It’s early, but the product Indiana is putting on the floor is downright concerning coming out of the 2023-24 gate.
The Hoosiers fell behind national sub-300 Army 19-11 early and were not able to build more than a five point lead until midway through the second half. The resilient Black Knights forced a tie at 58 with less than four minutes to play before IU went on a 14-3 run to finally pull away for good.
Let’s take a deeper look at how the Hoosiers won 72-64 with another edition of The Report Card.
Indiana (2-0) will next play Wright State on Thursday evening at 7 p.m. ET.
When the going got tough, Indiana went over and over to its one clear advantage — the post. The Hoosiers were able to successfully overwhelm Army with size, but it isn’t clear how anything they’re doing right now is going to translate against better competition.
There seems to be very little to the IU offense beyond dumping the ball in the post, and guards trying to win one-on-one matchups. There isn’t much meaningful movement off the ball, and rarely is Indiana forcing the opposition into rotations.
Obviously the sets Indiana is running have the potential to be more dynamic, but right now the Hoosiers look a lot like what they are — and bunch of incongruent parts who haven’t figured out how to play together.
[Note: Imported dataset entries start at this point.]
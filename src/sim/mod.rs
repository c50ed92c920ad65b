//! Car physics, scenarios and the authoritative tick loop

pub mod car;
pub mod physics;
pub mod scenario;
pub mod simulation;
pub mod snapshot;

pub use car::{CarState, Gear, Position, TurnSignal};
pub use physics::{ControlInputs, PhysicsEngine, PhysicsParams};
pub use scenario::Scenario;
pub use simulation::{SimCommand, Simulation, SimulationHandle, SimulationSettings};
pub use snapshot::StateSnapshot;
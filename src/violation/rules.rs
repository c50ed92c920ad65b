//! Scenario rule tables and the dispatcher that evaluates them
//!
//! Each scenario owns an ordered list of `(kind, predicate)` pairs tagged
//! with a dispatch mode. `FirstMatch` tables report only the most severe
//! concern per evaluation; `AllMatch` tables report every rule that fires.

use crate::sim::{Gear, Scenario};

use super::event::ViolationKind;
use super::sample::DrivingSample;

/// Below this speed the car counts as stationary for the handbrake trigger
const MOVING_SPEED: f32 = 0.1;

/// Rule limits. All of these are configuration, not contract.
#[derive(Debug, Clone, Copy, PartialEq)]
pub struct Thresholds {
    pub highway_speed_limit: f32,
    pub harsh_deceleration: f32,
    pub steering_danger: f32,
    pub lane_change_steering: f32,
    pub safe_following_distance: f32,
    pub intersection_speed_limit: f32,
    pub harsh_acceleration: f32,
    pub reverse_steering_danger: f32,
    pub corner_distance_sum: f32,
}

impl Default for Thresholds {
    fn default() -> Self {
        Self {
            highway_speed_limit: 100.0,
            harsh_deceleration: 16.0,
            steering_danger: 29.0,
            lane_change_steering: 14.0,
            safe_following_distance: 10.0,
            intersection_speed_limit: 50.0,
            harsh_acceleration: 70.0,
            reverse_steering_danger: 40.0,
            corner_distance_sum: 12.0,
        }
    }
}

/// How a rule table is evaluated
#[derive(Debug, Clone, Copy, PartialEq, Eq)]
pub enum DispatchMode {
    /// Stop at the first rule that fires
    FirstMatch,
    /// Evaluate every rule independently
    AllMatch,
}

type Predicate = fn(&DrivingSample, &Thresholds) -> bool;

#[derive(Clone, Copy)]
pub struct Rule {
    pub kind: ViolationKind,
    pub check: Predicate,
}

impl Rule {
    const fn new(kind: ViolationKind, check: Predicate) -> Self {
        Self { kind, check }
    }
}

pub struct RuleSet {
    pub mode: DispatchMode,
    pub rules: &'static [Rule],
}

fn highway_overspeed(s: &DrivingSample, t: &Thresholds) -> bool {
    s.speed.abs() > t.highway_speed_limit
}

fn harsh_deceleration(s: &DrivingSample, t: &Thresholds) -> bool {
    s.brake > t.harsh_deceleration
}

fn poor_steering_control(s: &DrivingSample, t: &Thresholds) -> bool {
    s.steering_angle.abs() > t.steering_danger
}

fn lane_change_no_signal(s: &DrivingSample, t: &Thresholds) -> bool {
    !s.turn_signal.is_on() && s.steering_angle.abs() > t.lane_change_steering
}

fn unsafe_distance(s: &DrivingSample, t: &Thresholds) -> bool {
    s.front_distance.is_some_and(|d| d < t.safe_following_distance)
}

fn missing_signal(s: &DrivingSample, _: &Thresholds) -> bool {
    s.steering_change && !s.turn_signal.is_on()
}

fn intersection_overspeed(s: &DrivingSample, t: &Thresholds) -> bool {
    s.speed.abs() > t.intersection_speed_limit
}

fn harsh_acceleration(s: &DrivingSample, t: &Thresholds) -> bool {
    s.throttle > t.harsh_acceleration
}

fn handbrake_not_released(s: &DrivingSample, _: &Thresholds) -> bool {
    s.handbrake
}

fn poor_reverse_control(s: &DrivingSample, t: &Thresholds) -> bool {
    s.gear == Gear::Reverse && s.steering_angle.abs() > t.reverse_steering_danger
}

fn distance_sum_exceeded(s: &DrivingSample, t: &Thresholds) -> bool {
    s.corner_distances
        .is_some_and(|corners| corners.iter().sum::<f32>() > t.corner_distance_sum)
}

// Highway: ordered by severity
static HIGHWAY_RULES: [Rule; 5] = [
    Rule::new(ViolationKind::Overspeed, highway_overspeed),
    Rule::new(ViolationKind::HarshDeceleration, harsh_deceleration),
    Rule::new(ViolationKind::PoorSteeringControl, poor_steering_control),
    Rule::new(ViolationKind::LaneChangeNoSignal, lane_change_no_signal),
    Rule::new(ViolationKind::UnsafeDistance, unsafe_distance),
];

static INTERSECTION_RULES: [Rule; 3] = [
    Rule::new(ViolationKind::MissingSignal, missing_signal),
    Rule::new(ViolationKind::Overspeed, intersection_overspeed),
    Rule::new(ViolationKind::HarshAcceleration, harsh_acceleration),
];

static PARKING_RULES: [Rule; 3] = [
    Rule::new(ViolationKind::HandbrakeNotReleased, handbrake_not_released),
    Rule::new(ViolationKind::PoorReverseControl, poor_reverse_control),
    Rule::new(ViolationKind::DistanceSumExceeded, distance_sum_exceeded),
];

static HIGHWAY: RuleSet = RuleSet {
    mode: DispatchMode::FirstMatch,
    rules: &HIGHWAY_RULES,
};

static INTERSECTION: RuleSet = RuleSet {
    mode: DispatchMode::AllMatch,
    rules: &INTERSECTION_RULES,
};

static PARKING: RuleSet = RuleSet {
    mode: DispatchMode::AllMatch,
    rules: &PARKING_RULES,
};

pub fn rule_set(scenario: Scenario) -> &'static RuleSet {
    match scenario {
        Scenario::Highway => &HIGHWAY,
        Scenario::Intersection => &INTERSECTION,
        Scenario::Parking => &PARKING,
    }
}

/// Run a rule table against one sample
pub fn dispatch(set: &RuleSet, sample: &DrivingSample, thresholds: &Thresholds) -> Vec<ViolationKind> {
    let mut matched = set
        .rules
        .iter()
        .filter(|rule| (rule.check)(sample, thresholds))
        .map(|rule| rule.kind);

    match set.mode {
        DispatchMode::FirstMatch => matched.next().into_iter().collect(),
        DispatchMode::AllMatch => matched.collect(),
    }
}

/// Violations for `sample` under the rules of `scenario`
pub fn evaluate(
    scenario: Scenario,
    sample: &DrivingSample,
    thresholds: &Thresholds,
) -> Vec<ViolationKind> {
    dispatch(rule_set(scenario), sample, thresholds)
}

/// Result of one detector pass
#[derive(Debug, Clone, PartialEq, Default)]
pub struct Detection {
    pub violations: Vec<ViolationKind>,
    /// Scenario the simulation should switch to as a side effect
    pub transition: Option<Scenario>,
}

/// Evaluate rules and work out scenario transitions. Pulling the handbrake
/// while moving means the driver is entering a parking space.
pub fn detect(scenario: Scenario, sample: &DrivingSample, thresholds: &Thresholds) -> Detection {
    let violations = evaluate(scenario, sample, thresholds);

    let transition = (scenario != Scenario::Parking
        && sample.handbrake
        && sample.speed.abs() > MOVING_SPEED)
        .then_some(Scenario::Parking);

    Detection {
        violations,
        transition,
    }
}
“We have to move it. We have to trust each other. We catch the ball, and the first thing we think about is putting the ball down on the floor, making a play for myself,” coach Mike Woodson said on Sunday evening after the game.
Indiana doesn’t appear to have dynamic playmakers on this team, so they’ll either figure out the ball movement, or likely struggle all season long.
Seemingly before every season we hear a common refrain, something along the lines of getting out more in transition and generating easier shots before the defense gets set. Both Woodson and point guard Xavier Johnson talked about that on Sunday.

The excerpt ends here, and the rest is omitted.